Published: 27 June 2024 Publication History

Abstract

With the acceleration of the digital transformation in the judicial field, the need for automated processing and analysis of voluminous legal documents becomes increasingly imperative. Relationship extraction, a pivotal step in comprehending these documents, is crucial for automated case analysis, discovery of legal facts, and prediction of judgments. However, the idiosyncrasies of judicial texts, such as their intricate linguistic structures, specialized terminology, and implicit semantic relationships, present significant challenges to the efficacy of traditional text analysis methods.
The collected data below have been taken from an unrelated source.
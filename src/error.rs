use thiserror::Error;

/// Why a submission was rejected. Every rejection is local: the chain and
/// the UTXO set are left exactly as they were before the submission.
#[derive(Error, Debug, Clone, PartialEq, Eq)]
pub enum LedgerError {
    #[error("genesis block already exists")]
    GenesisAlreadyExists,

    #[error("ledger has no genesis block yet")]
    MissingGenesis,

    #[error("block rejected: {0}")]
    InvalidBlock(&'static str),

    #[error("coinbase transaction rejected: {0}")]
    InvalidCoinbase(&'static str),

    #[error("transaction rejected: {0}")]
    InvalidTransaction(&'static str),
}
//! gammacount-algorithms: Counting schedules and photopeak fits.
//!
//! This crate provides the numerical kernel:
//! - **Count time** - Knoll fixed point for the live time reaching a precision target
//! - **Schedule** - exhaustive search over foil-group counting orders
//! - **Windows** - fitting windows around detected peaks
//! - **Peak fit** - two-stage bounded Levenberg-Marquardt fit of a nine-parameter line shape
//!

pub mod count_time;
pub mod line_model;
pub mod lm;
mod peak_find;
pub mod peak_fit;
mod permutations;
mod processing;
pub mod schedule;
pub mod special;
mod stats;
pub mod windows;

pub use count_time::{
    foil_count_time, CountTimeConfig, CountTimeRequest, CountTimeSolution, CountTimeSolver,
};
pub use line_model::{LineShape, PeakArea};
pub use lm::{Bounds, LeastSquaresProblem, LevenbergMarquardt, LmConfig, LmReport, Termination};
pub use peak_find::find_peaks;
pub use peak_fit::{FitResult, PeakFitConfig, PeakFitter};
pub use permutations::{factorial, nth_permutation, LexicographicPermutations};
pub use processing::{analyze_spectrum, detect_peaks, AnalysisConfig, PeakReport};
pub use schedule::{ChannelAssignment, GroupSlot, Schedule, ScheduleConfig, ScheduleOptimizer};
pub use stats::reduced_chi_square;
pub use windows::{compute_windows, PeakWindow, WindowConfig};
Traditional relation extraction techniques often fail to adapt well to professional terms, intricate linguistic structures and implicit semantics in judicial texts. Moreover, the general lack of training data tailored to the specific context of the legal domain hampers the ability of models to learn effectively and accurately extract relationships from judicial texts. This paper introduces a novel approach utilizing pre-trained models for prompt-based fine-tuning to achieve relationship extraction in judicial texts. Leveraging the robust language comprehension capabilities of large-scale pre-trained models, we have designed domain-specific prompt templates to guide the model in more effectively capturing and understanding key information within legal texts. This method not only enhances the accuracy of relationship extraction but also significantly reduces reliance on extensive annotated data. The effectiveness and superiority of our approach are corroborated by test results on a judicial text dataset.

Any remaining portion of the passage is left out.